Internet companies portray themselves as the forward thinking problem solvers of today and tomorrow. However, it is disconcerting that these bright minds of our day are still ignoring the age-old problem of energy waste. For many, this comes as a surprise because these companies deal in the virtual realm – or so the system has led us to believe.

In reality, the internet comes from the physical world and our data is stored in servers. In order to instantly access information the servers must be running at all times even if not computing. On average, only 6 to 12% of this power is utilized to perform computations. Additionally, cooling systems and back up generators that keep these systems running at all times add to pollution even when unused. These data centers are taking in enough power for a medium sized town, yet waste 90% or more of the power that they pull off the grid.

The root of this problem is the culture we have created that revolves around the notion that failure is unacceptable and instantaneous information is a God-given right. Consumers are outraged if anything goes wrong and companies fire those at fault without a second thought. The language of the industry is also misleading. As consumers words like “virtual” and “cloud” lead us to believe that our actions have little effect on the physical world. However, information is stored in reality and technology, and despite exponential improvements we have not kept up.

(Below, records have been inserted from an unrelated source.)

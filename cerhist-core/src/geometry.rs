//! Histogram geometry derived from the detector extents.

use crate::{Error, Result};

#[cfg(feature = "serde")]
use serde::{Deserialize, Serialize};

/// Nominal bin size in metres.
pub const BIN_SIZE_M: f64 = 10.0;

/// Centimetres (datacard units) to metres.
const CM_TO_M: f64 = 1e-2;

/// Histogram axis selected from the detector extents.
#[derive(Debug, Clone, Copy, PartialEq, Eq)]
#[cfg_attr(feature = "serde", derive(Serialize, Deserialize))]
pub enum AxisMode {
    /// Linear histogram along the x axis (x extent dominates).
    X,
    /// Linear histogram along the y axis (y extent dominates).
    Y,
    /// Radial histogram (equal extents).
    Radial,
}

impl AxisMode {
    /// Selects the histogram axis from the two detector extents (cm).
    ///
    /// The dominant extent wins; equal extents force radial mode.
    #[must_use]
    pub fn select(xcerary_cm: f64, ycerary_cm: f64) -> Self {
        if xcerary_cm > ycerary_cm {
            AxisMode::X
        } else if xcerary_cm < ycerary_cm {
            AxisMode::Y
        } else {
            AxisMode::Radial
        }
    }

    /// Single-letter label used in output filenames.
    #[must_use]
    pub fn label(self) -> &'static str {
        match self {
            AxisMode::X => "x",
            AxisMode::Y => "y",
            AxisMode::Radial => "r",
        }
    }
}

/// Binning geometry, immutable after construction.
///
/// The histogram spans `[0, maxlen)` metres in `num_bins` equal-width bins,
/// where `maxlen` is half the dominant extent and the bin count comes from
/// the nominal [`BIN_SIZE_M`] spacing.
#[derive(Debug, Clone, PartialEq)]
#[cfg_attr(feature = "serde", derive(Serialize, Deserialize))]
pub struct Geometry {
    mode: AxisMode,
    maxlen_m: f64,
    bin_width_m: f64,
    num_bins: usize,
    transverse_m: f64,
}

impl Geometry {
    /// Derives the geometry from the detector extents (cm).
    ///
    /// # Errors
    /// Returns [`Error::Config`] if the dominant extent is too small to hold
    /// a single bin.
    pub fn from_extents(xcerary_cm: f64, ycerary_cm: f64) -> Result<Self> {
        let mode = AxisMode::select(xcerary_cm, ycerary_cm);
        let (dominant, transverse) = match mode {
            AxisMode::X => (xcerary_cm, ycerary_cm),
            AxisMode::Y => (ycerary_cm, xcerary_cm),
            AxisMode::Radial => (xcerary_cm, xcerary_cm),
        };
        let maxlen_m = CM_TO_M * dominant / 2.0;
        #[allow(clippy::cast_possible_truncation, clippy::cast_sign_loss)]
        let num_bins = (maxlen_m / BIN_SIZE_M).floor() as usize;
        if num_bins == 0 {
            return Err(Error::Config(format!(
                "detector extents ({xcerary_cm}, {ycerary_cm}) cm are too small \
                 for a single {BIN_SIZE_M} m bin"
            )));
        }
        #[allow(clippy::cast_precision_loss)]
        let bin_width_m = maxlen_m / num_bins as f64;
        Ok(Self {
            mode,
            maxlen_m,
            bin_width_m,
            num_bins,
            transverse_m: CM_TO_M * transverse,
        })
    }

    /// Histogram axis.
    #[must_use]
    pub fn mode(&self) -> AxisMode {
        self.mode
    }

    /// Upper edge of the histogram range in metres (exclusive).
    #[must_use]
    pub fn maxlen_m(&self) -> f64 {
        self.maxlen_m
    }

    /// Width of one bin in metres.
    #[must_use]
    pub fn bin_width_m(&self) -> f64 {
        self.bin_width_m
    }

    /// Number of bins.
    #[must_use]
    pub fn num_bins(&self) -> usize {
        self.num_bins
    }

    /// Bin midpoints in metres, one per bin.
    #[must_use]
    pub fn midpoints(&self) -> Vec<f64> {
        #[allow(clippy::cast_precision_loss)]
        (0..self.num_bins)
            .map(|i| (i as f64 + 0.5) * self.bin_width_m)
            .collect()
    }

    /// Collection area of one bin in square metres.
    ///
    /// Radial bins are annuli; linear bins are strips covering both
    /// half-planes of the folded |coordinate|.
    #[must_use]
    pub fn bin_area_m2(&self, bin: usize) -> f64 {
        #[allow(clippy::cast_precision_loss)]
        let i = bin as f64;
        match self.mode {
            AxisMode::Radial => {
                let r_in = i * self.bin_width_m;
                let r_out = (i + 1.0) * self.bin_width_m;
                std::f64::consts::PI * (r_out * r_out - r_in * r_in)
            }
            AxisMode::X | AxisMode::Y => 2.0 * self.bin_width_m * self.transverse_m,
        }
    }
}

#[cfg(test)]
mod tests {
    use super::*;
    use approx::assert_relative_eq;

    #[test]
    fn test_axis_selection() {
        assert_eq!(AxisMode::select(200.0, 100.0), AxisMode::X);
        assert_eq!(AxisMode::select(100.0, 200.0), AxisMode::Y);
        assert_eq!(AxisMode::select(200.0, 200.0), AxisMode::Radial);
    }

    #[test]
    fn test_geometry_from_extents() {
        // 40000 cm -> 200 m half-extent -> 20 bins of 10 m.
        let geometry = Geometry::from_extents(40_000.0, 20_000.0).unwrap();
        assert_eq!(geometry.mode(), AxisMode::X);
        assert_eq!(geometry.num_bins(), 20);
        assert_relative_eq!(geometry.maxlen_m(), 200.0);
        assert_relative_eq!(geometry.bin_width_m(), 10.0);

        let mids = geometry.midpoints();
        assert_eq!(mids.len(), 20);
        assert_relative_eq!(mids[0], 5.0);
        assert_relative_eq!(mids[19], 195.0);
    }

    #[test]
    fn test_degenerate_extents_rejected() {
        assert!(Geometry::from_extents(0.0, 0.0).is_err());
        // 1 m half-extent cannot hold a 10 m bin.
        assert!(Geometry::from_extents(200.0, 100.0).is_err());
    }

    #[test]
    fn test_bin_areas() {
        let radial = Geometry::from_extents(40_000.0, 40_000.0).unwrap();
        assert_relative_eq!(radial.bin_area_m2(0), std::f64::consts::PI * 100.0);
        assert_relative_eq!(
            radial.bin_area_m2(1),
            std::f64::consts::PI * (400.0 - 100.0)
        );

        let linear = Geometry::from_extents(40_000.0, 20_000.0).unwrap();
        // 2 * 10 m * 200 m transverse width.
        assert_relative_eq!(linear.bin_area_m2(0), 4_000.0);
        assert_relative_eq!(linear.bin_area_m2(7), 4_000.0);
    }
}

This issue is particularly alarming considering the nature of the industry. This business is young and has seen a staggering growth rate of data centers. From 1998 to 2010, federal government almost quintupled its data centers, the numbers of which increased from 432 to 2,094. It is likely that large corporations such as Facebook and Google probably have an even higher rate. Right now, the ill effects of this system have yet to be felt because the industry is new, despite already using 2% of the country’s energy per year. However, the high growth rate of data centers with inefficiency of this scale will create large problems in the near future.

The good news is that data centers and people have the potential to be more efficient. Smarter software that efficiently queues jobs, technologies that automatically reduce power consumption of unused servers, and new methods such as virtualization offer technology options that can make data centers more efficient. Smarter server design geared to reduce the amount of energy, coolants, and pollutants needed is an approach pioneered by companies such as Google. However, this is also a cultural matter. Our attitude toward technology created this problem and improving people is as much a part of the solution as improving technology. Companies must realize that this system, while profitable, is not sustainable. A culture of fear among workers does not fit the image of these companies and is something they must strive to change. While these businesses are young, they should focus on creating a system today that reduces their impact on the environment and establishes a sustainable, yet profitable, way to store data for tomorrow. 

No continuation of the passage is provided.